Can I get fit riding an eBike?

Can I get fit riding an eBike?

These days, everyone knows that cycling is one of the most effective types of cardiovascular exercise. And besides that, it provides myriad other benefits — such as strengthening your muscles and bones, burning excess cholesterol, and improving your heartbeat rate. Naturally, all of these contribute to weight loss as well. 

But one of the things you’ll often hear in the cycling community is that eBikes aren’t effective for those purposes. However, the reality is entirely different.

First of all, let us put you at ease right away — you can definitely use eBikes to lose weight and get fit. Sure, electric bikes provide some assistance to a rider’s pedaling effort; but that only means you can work out longer if you don’t have the endurance of a cross-country cyclist in the first place.

You can use eBikes longer — and in the long run, you can also burn more calories with it than a traditional bike while incurring only a portion of the same fatigue. There are plenty of other benefits to electric bikes too. 

You can use them to travel both faster and further, and use them as a green way to commute if the distance allows it. 

Of course, with cycling putting such a heavy focus on performance gains, it’s perfectly natural that some people are skeptical about the effectiveness of eBikes — which is why we’ll get into how you can improve your fitness with an eBike right here!

You Can Push Yourself

The one thing people forget about eBikes is that they're still bikes. In other words, you do the cycling, and you control your own pace. This means you can still give the ride all of you've got and push yourself on an eBike — you'll just go faster and have some assistance when it's really necessary. 

If you want something more concrete, research from the Brigham Young University in Utah corroborates this as well. When they tested the heart rate of seasoned mountain bikers on eBikes and ordinary pedal-powered bikes, they found that their effectiveness was astoundingly similar — especially in terms of fitness.

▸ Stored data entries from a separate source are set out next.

//! Type model and symbol table shared by the analyzer/codegen pass
//! (spec.md §4.3).
//!
//! This crate does not itself walk the AST — that walk is fused with QBE
//! emission in `cqc-gen`, since the front-end interleaves type checking
//! with instruction selection rather than building a separate typed IR.
//! `cqc-sem` supplies the two pieces of state that walk threads through
//! the tree: the [`Type`] model and the [`ScopeStack`] it type-checks
//! against.

pub mod scope;
pub mod types;

pub use scope::{ScopeStack, SymbolEntry};
pub use types::{FuncType, Type, TypeKind};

With an electric mountain bike, their test subjects reached a stunning 94% of the heart rate they reached on a non-assisted bike — meaning they got almost the identical level of exercise, with less fatigue. 

As you can see, even though eBikes take the top of your ride’s sting, they give you an almost identical level of exertion. And interestingly enough, the riders themselves perceived that their heart rate was much lower because of the assistance; they simply felt less tired. 

And if you think that experienced mountain bikers aren't the most representative example, the same group of researchers found a similar level of effectiveness while testing commuters who started using electric bikes as well. The study concluded that eBikes retain most of the cardiovascular health benefits of traditional cycling. 

In addition, they found that eBikes could remove or lessen some of the major obstacles to traditional bike use — like physical fatigue, decreased convenience, and longer transportation time. And that’s especially true for people who were using public transport or driving to work before — switching to an eBike is bound to make you fitter. 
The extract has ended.